President, Nigerian Infectious Disease Society (NIDS), Prof Dimie Ogoina, stated that although the national response to the outbreak is being proactively spearheaded by the NCDC and Lagos State, most states of the federation are not adequately prepared to respond to the outbreak:
“The poor preparedness of most states is evident by the lack, or poor state of isolation facilities, limited clinical competencies and self-confidence by healthcare workers to manage active cases of COVID-19 and lack of required equipment such as functional ventilators in most designated COVID-19 treatment centres.
“Collaboration and partnership with relevant medical experts in the field of medicine will enable development of therapeutics that is science based, ethics, locally applicable and locally sourced. The public should strictly comply with social distancing and other protective measures.
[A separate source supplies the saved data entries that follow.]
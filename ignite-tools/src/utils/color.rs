// Copyright 2025, Offchain Labs, Inc.
// For licensing, see https://github.com/OffchainLabs/ignite-rs/blob/main/licenses/COPYRIGHT.md

//! ANSI terminal colors used by the logging macros.

use std::fmt::{Debug, Display};

pub const BLUE: &str = "\x1b[0;34m";
pub const GREY: &str = "\x1b[0;0m";
pub const LAVENDER: &str = "\x1b[38;5;183;1m";
pub const MINT: &str = "\x1b[38;5;48;1m";
pub const PINK: &str = "\x1b[38;5;161;1m";
pub const RED: &str = "\x1b[0;31m";
pub const YELLOW: &str = "\x1b[0;33m";

const RESET: &str = "\x1b[0;0m";

pub trait Color: Display {
    fn color(&self, color: &str) -> String {
        format!("{color}{self}{RESET}")
    }

    fn blue(&self) -> String {
        self.color(BLUE)
    }
    fn grey(&self) -> String {
        self.color(GREY)
    }
    fn lavender(&self) -> String {
        self.color(LAVENDER)
    }
    fn mint(&self) -> String {
        self.color(MINT)
    }
    fn pink(&self) -> String {
        self.color(PINK)
    }
    fn red(&self) -> String {
        self.color(RED)
    }
    fn yellow(&self) -> String {
        self.color(YELLOW)
    }
}

impl<T: Display> Color for T {}

/// Like [`Color`], but via the [`Debug`] rendering of the value.
pub trait DebugColor: Debug {
    fn debug_color(&self, color: &str) -> String {
        format!("{color}{self:?}{RESET}")
    }

    fn debug_grey(&self) -> String {
        self.debug_color(GREY)
    }
    fn debug_lavender(&self) -> String {
        self.debug_color(LAVENDER)
    }
    fn debug_mint(&self) -> String {
        self.debug_color(MINT)
    }
    fn debug_red(&self) -> String {
        self.debug_color(RED)
    }
    fn debug_yellow(&self) -> String {
        self.debug_color(YELLOW)
    }
}

impl<T: Debug> DebugColor for T {}
// Copyright 2025, Offchain Labs, Inc.
// For licensing, see https://github.com/OffchainLabs/ignite-rs/blob/main/licenses/COPYRIGHT.md

use crate::error::CargoIgniteResult;

mod deploy;
mod list;
mod status;
mod wipe;

#[derive(Debug, clap::Subcommand)]
pub enum Command {
    /// Run a deployment module
    #[clap(visible_alias = "d")]
    Deploy(deploy::Args),
    /// List the project's deployment modules
    #[clap(visible_alias = "l")]
    List(list::Args),
    /// Show journaled deployment state for a module
    #[clap(visible_alias = "s")]
    Status(status::Args),
    /// Remove journaled deployment state for a module
    Wipe(wipe::Args),
}

pub async fn exec(cmd: Command) -> CargoIgniteResult {
    match cmd {
        Command::Deploy(args) => deploy::exec(args).await,
        Command::List(args) => list::exec(args),
        Command::Status(args) => status::exec(args),
        Command::Wipe(args) => wipe::exec(args),
    }
}
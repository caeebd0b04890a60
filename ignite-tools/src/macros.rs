// Copyright 2025, Offchain Labs, Inc.
// For licensing, see https://github.com/OffchainLabs/ignite-rs/blob/main/licenses/COPYRIGHT.md

macro_rules! debug {
    (@$color:ident, $($msg:expr),*) => {{
        use crate::utils::color::Color;
        let msg = format!($($msg),*);
        log::debug!("{}", msg.$color())
    }};
}

macro_rules! info {
    (@$color:ident, $($msg:expr),*) => {{
        use crate::utils::color::Color;
        let msg = format!($($msg),*);
        log::info!("{}", msg.$color())
    }};
}

#[allow(unused)]
macro_rules! warn {
    (@$color:ident, $($msg:expr),*) => {{
        use crate::utils::color::Color;
        let msg = format!($($msg),*);
        log::warn!("{}", msg.$color())
    }};
}

#[allow(unused)]
macro_rules! greyln {
    ($($msg:expr),*) => {{
        use crate::utils::color::Color;
        let msg = format!($($msg),*);
        println!("{}", msg.grey())
    }};
}

#[allow(unused)]
macro_rules! mintln {
    ($($msg:expr),*) => {{
        use crate::utils::color::Color;
        let msg = format!($($msg),*);
        println!("{}", msg.mint())
    }};
}
// Copyright 2025, Offchain Labs, Inc.
// For licensing, see https://github.com/OffchainLabs/ignite-rs/blob/main/licenses/COPYRIGHT.md

//! The project's deployment modules.
//!
//! Each module lives in its own file and is registered in [`registry`].

use ignite_tools::{ModuleRegistry, Result};

pub mod streak_tracker;

/// Builds the registry of all deployment modules known to the project.
pub fn registry() -> Result<ModuleRegistry> {
    let mut registry = ModuleRegistry::new();
    registry.register(streak_tracker::module()?)?;
    Ok(registry)
}
// Copyright 2025, Offchain Labs, Inc.
// For licensing, see https://github.com/OffchainLabs/ignite-rs/blob/main/licenses/COPYRIGHT.md

//! Daily check-in streak tracking.
//!
//! Users check in at most once per UTC day. Checking in on the day after the
//! previous check-in extends the streak; any longer gap resets it to one.
//! The longest streak each user ever reached is retained.

#![cfg_attr(not(any(test, feature = "export-abi")), no_main)]
extern crate alloc;

use alloy_primitives::{Address, U256};
use alloy_sol_types::sol;
use stylus_sdk::prelude::*;

/// Seconds per UTC day, the granularity of check-ins.
const SECONDS_PER_DAY: u64 = 86_400;

sol_storage! {
    #[entrypoint]
    pub struct StreakTracker {
        /// Consecutive days each user has checked in.
        mapping(address => uint256) current_streak;
        /// Longest streak each user has ever reached.
        mapping(address => uint256) longest_streak;
        /// Day index of each user's latest check-in.
        mapping(address => uint256) last_check_in;
        /// Total check-ins across all users.
        uint256 total_check_ins;
    }
}

sol! {
    event CheckedIn(address indexed user, uint256 streak, uint256 day);

    #[derive(Debug)]
    error AlreadyCheckedIn(address user, uint256 day);
}

/// Represents the ways methods may fail.
#[derive(SolidityError, Debug)]
pub enum StreakTrackerError {
    AlreadyCheckedIn(AlreadyCheckedIn),
}

#[public]
impl StreakTracker {
    /// Records a check-in for the caller.
    ///
    /// Errors if the caller already checked in during the current day.
    pub fn check_in(&mut self) -> Result<(), StreakTrackerError> {
        let user = self.vm().msg_sender();
        let day = U256::from(self.vm().block_timestamp() / SECONDS_PER_DAY);

        let current = self.current_streak.get(user);
        let last = self.last_check_in.get(user);

        let streak = if current.is_zero() {
            U256::from(1)
        } else if last == day {
            return Err(StreakTrackerError::AlreadyCheckedIn(AlreadyCheckedIn {
                user,
                day,
            }));
        } else if day == last + U256::from(1) {
            current + U256::from(1)
        } else {
            U256::from(1)
        };

        self.current_streak.setter(user).set(streak);
        if streak > self.longest_streak.get(user) {
            self.longest_streak.setter(user).set(streak);
        }
        self.last_check_in.setter(user).set(day);
        self.total_check_ins
            .set(self.total_check_ins.get() + U256::from(1));

        self.vm().log(CheckedIn { user, streak, day });
        Ok(())
    }

    /// Consecutive days `user` has checked in, as of their latest check-in.
    pub fn current_streak(&self, user: Address) -> U256 {
        self.current_streak.get(user)
    }

    /// Longest streak `user` has ever reached.
    pub fn longest_streak(&self, user: Address) -> U256 {
        self.longest_streak.get(user)
    }

    /// Day index of `user`'s latest check-in.
    pub fn last_check_in(&self, user: Address) -> U256 {
        self.last_check_in.get(user)
    }

    /// Whether `user` already checked in during the current day.
    pub fn has_checked_in_today(&self, user: Address) -> bool {
        !self.current_streak.get(user).is_zero()
            && self.last_check_in.get(user)
                == U256::from(self.vm().block_timestamp() / SECONDS_PER_DAY)
    }

    /// Total check-ins across all users.
    pub fn total_check_ins(&self) -> U256 {
        self.total_check_ins.get()
    }
}
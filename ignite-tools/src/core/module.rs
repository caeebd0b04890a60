// Copyright 2025, Offchain Labs, Inc.
// For licensing, see https://github.com/OffchainLabs/ignite-rs/blob/main/licenses/COPYRIGHT.md

//! Declarative deployment modules.
//!
//! A module is authored with [`build_module`]: the build closure receives a
//! [`ModuleBuilder`] and declares contract deployments with
//! [`ModuleBuilder::contract`], each of which yields a [`ContractFuture`].
//! The closure returns the futures the module exposes to consumers, keyed by
//! logical name. The resulting [`Module`] is immutable; nothing touches the
//! network until it is handed to
//! [`execute_module`](crate::core::execution::execute_module).

use std::collections::HashMap;
use std::fmt;

use indexmap::IndexMap;

/// Identifier of a single deployment step, stable across runs.
///
/// Rendered as `"<Module>#<Artifact>"`, with a numeric suffix when a module
/// deploys the same artifact more than once. Used as the journal key.
#[derive(Debug, Clone, PartialEq, Eq, Hash)]
pub struct FutureId(String);

impl FutureId {
    fn new(module: &str, artifact: &str, occurrence: usize) -> Self {
        if occurrence <= 1 {
            Self(format!("{module}#{artifact}"))
        } else {
            Self(format!("{module}#{artifact}_{occurrence}"))
        }
    }

    pub fn as_str(&self) -> &str {
        &self.0
    }
}

impl fmt::Display for FutureId {
    fn fmt(&self, f: &mut fmt::Formatter) -> fmt::Result {
        f.write_str(&self.0)
    }
}

/// Unresolved handle to a contract deployed by a module step.
///
/// Holds no address. It resolves against the
/// [`ModuleResults`](crate::core::execution::ModuleResults) of a successful
/// execution; resolving it anywhere else fails.
#[derive(Debug, Clone)]
pub struct ContractFuture {
    id: FutureId,
    artifact: String,
}

impl ContractFuture {
    pub fn id(&self) -> &FutureId {
        &self.id
    }

    pub fn artifact(&self) -> &str {
        &self.artifact
    }
}

/// A single contract deployment within a module.
#[derive(Debug, Clone)]
pub struct DeploymentStep {
    id: FutureId,
    artifact: String,
    constructor_args: Vec<String>,
}

impl DeploymentStep {
    pub fn id(&self) -> &FutureId {
        &self.id
    }

    pub fn artifact(&self) -> &str {
        &self.artifact
    }

    /// Constructor arguments, coerced against the artifact ABI at execution.
    pub fn constructor_args(&self) -> &[String] {
        &self.constructor_args
    }
}

/// An immutable, named set of deployment steps and the handles it exposes.
#[derive(Debug)]
pub struct Module {
    name: String,
    steps: Vec<DeploymentStep>,
    returns: IndexMap<String, FutureId>,
}

impl Module {
    pub fn name(&self) -> &str {
        &self.name
    }

    /// Deployment steps in declaration order.
    pub fn steps(&self) -> &[DeploymentStep] {
        &self.steps
    }

    /// Logical result names mapped to their steps, in declaration order.
    pub fn returns(&self) -> &IndexMap<String, FutureId> {
        &self.returns
    }
}

/// Builder capability handed to the module build closure.
#[derive(Debug)]
pub struct ModuleBuilder {
    module_name: String,
    steps: Vec<DeploymentStep>,
    occurrences: HashMap<String, usize>,
}

impl ModuleBuilder {
    fn new(module_name: &str) -> Self {
        Self {
            module_name: module_name.to_string(),
            steps: Vec::new(),
            occurrences: HashMap::new(),
        }
    }

    /// Declares the deployment of `artifact` with the given constructor
    /// arguments and returns a future handle to the deployed contract.
    pub fn contract(&mut self, artifact: &str, constructor_args: &[&str]) -> ContractFuture {
        let occurrence = self
            .occurrences
            .entry(artifact.to_string())
            .and_modify(|n| *n += 1)
            .or_insert(1);
        let id = FutureId::new(&self.module_name, artifact, *occurrence);
        self.steps.push(DeploymentStep {
            id: id.clone(),
            artifact: artifact.to_string(),
            constructor_args: constructor_args.iter().map(ToString::to_string).collect(),
        });
        ContractFuture {
            id,
            artifact: artifact.to_string(),
        }
    }
}

#[derive(Debug, thiserror::Error)]
pub enum ModuleError {
    #[error("invalid module name {0:?}")]
    InvalidName(String),
    #[error("module {0:?} is already registered")]
    DuplicateModule(String),
    #[error("module {module:?} returns {name:?} more than once")]
    DuplicateResultName { module: String, name: String },
    #[error("future {future} returned by module {module:?} was built elsewhere")]
    ForeignFuture { module: String, future: FutureId },
}

/// Builds a deployment module.
///
/// `name` must be a non-empty identifier, unique within the project. The
/// closure declares the module's steps and returns its result mapping.
pub fn build_module<F, R, K>(name: &str, build: F) -> Result<Module, ModuleError>
where
    F: FnOnce(&mut ModuleBuilder) -> R,
    R: IntoIterator<Item = (K, ContractFuture)>,
    K: Into<String>,
{
    if !is_valid_name(name) {
        return Err(ModuleError::InvalidName(name.to_string()));
    }

    let mut builder = ModuleBuilder::new(name);
    let returned = build(&mut builder);

    let mut returns = IndexMap::new();
    for (key, future) in returned {
        let key = key.into();
        if !builder.steps.iter().any(|step| step.id == future.id) {
            return Err(ModuleError::ForeignFuture {
                module: name.to_string(),
                future: future.id,
            });
        }
        if returns.insert(key.clone(), future.id).is_some() {
            return Err(ModuleError::DuplicateResultName {
                module: name.to_string(),
                name: key,
            });
        }
    }

    Ok(Module {
        name: builder.module_name,
        steps: builder.steps,
        returns,
    })
}

fn is_valid_name(name: &str) -> bool {
    let mut chars = name.chars();
    match chars.next() {
        Some(c) if c.is_ascii_alphabetic() || c == '_' => {}
        _ => return false,
    }
    chars.all(|c| c.is_ascii_alphanumeric() || c == '_')
}

#[cfg(test)]
mod tests {
    use super::*;

    #[test]
    fn builds_single_step_module() {
        let module = build_module("TokenModule", |m| {
            let token = m.contract("Token", &[]);
            [("token", token)]
        })
        .unwrap();

        assert_eq!(module.name(), "TokenModule");
        assert_eq!(module.steps().len(), 1);
        assert_eq!(module.steps()[0].artifact(), "Token");
        assert!(module.steps()[0].constructor_args().is_empty());
        assert_eq!(module.returns().len(), 1);
        assert_eq!(
            module.returns().get("token").unwrap().as_str(),
            "TokenModule#Token"
        );
    }

    #[test]
    fn steps_keep_declaration_order() {
        let module = build_module("Pair", |m| {
            let a = m.contract("TokenA", &["1000"]);
            let b = m.contract("TokenB", &["2000"]);
            [("a", a), ("b", b)]
        })
        .unwrap();

        let ids: Vec<_> = module.steps().iter().map(|s| s.id().as_str()).collect();
        assert_eq!(ids, ["Pair#TokenA", "Pair#TokenB"]);
        assert_eq!(module.steps()[0].constructor_args(), ["1000"]);
        let keys: Vec<_> = module.returns().keys().collect();
        assert_eq!(keys, ["a", "b"]);
    }

    #[test]
    fn repeated_artifact_gets_suffixed_id() {
        let module = build_module("Multi", |m| {
            let first = m.contract("Vault", &[]);
            let second = m.contract("Vault", &[]);
            [("first", first), ("second", second)]
        })
        .unwrap();

        let ids: Vec<_> = module.steps().iter().map(|s| s.id().as_str()).collect();
        assert_eq!(ids, ["Multi#Vault", "Multi#Vault_2"]);
    }

    #[test]
    fn rejects_invalid_names() {
        for name in ["", "1Module", "My Module", "Mod-ule"] {
            let err = build_module(name, |m| [("c", m.contract("C", &[]))]).unwrap_err();
            assert!(matches!(err, ModuleError::InvalidName(_)), "{name:?}");
        }
    }

    #[test]
    fn rejects_duplicate_result_names() {
        let err = build_module("Dup", |m| {
            let a = m.contract("A", &[]);
            let b = m.contract("B", &[]);
            [("same", a), ("same", b)]
        })
        .unwrap_err();
        assert!(matches!(
            err,
            ModuleError::DuplicateResultName { ref name, .. } if name == "same"
        ));
    }

    #[test]
    fn rejects_futures_from_other_modules() {
        let mut stray = None;
        build_module("Original", |m| {
            let c = m.contract("C", &[]);
            stray = Some(c.clone());
            [("c", c)]
        })
        .unwrap();

        let stray = stray.unwrap();
        let err = build_module("Imposter", |_| [("c", stray)]).unwrap_err();
        assert!(matches!(err, ModuleError::ForeignFuture { .. }));
    }
}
Lockdown of cities may be considered in places where unregulated community transmission is on going.
“However, authorities ought to provide some social support for their citizens since the daily bread of many is dependent on movement. Hospitals and isolation facilities must ramp up their level of preparedness and develop measures to address surge of cases. Healthcare workers should acquire and deepen their skills on infection prevention and management of COVID-19 cases.
“They must all be prepared to respond irrespective of their profession or discipline.
The general public must eschew fear, panic and misinformation. Everyone should seek for information from reliable sources. Government should use digital technology in enforcement of self isolation and contact tracing.”
“As a matter of urgency, the Federal Government in conjunction with state governments, should establish at least one functional and appropriately equipped isolation facility in every state. The FGN and state governments in conjunction with the NCDC must urgently identify all healthcare workers that would be involved in the COVID-19 response in each state.
“Such frontline healthcare workers should undergo training on various aspects of the public health response to the outbreak, including case management using standardized guidelines.”
He further recommended mandatory testing and quarantine of every traveller returning from countries with community transmission of COVID-19, including Nigerians:
“This will enable early detection of cases, prompt contact tracing and rapid isolation and treatment of confirmed cases. The government should also anticipate and proactively address the unintended consequences of the travel ban, including potential disruptions of the socioeconomic lives of the populace.”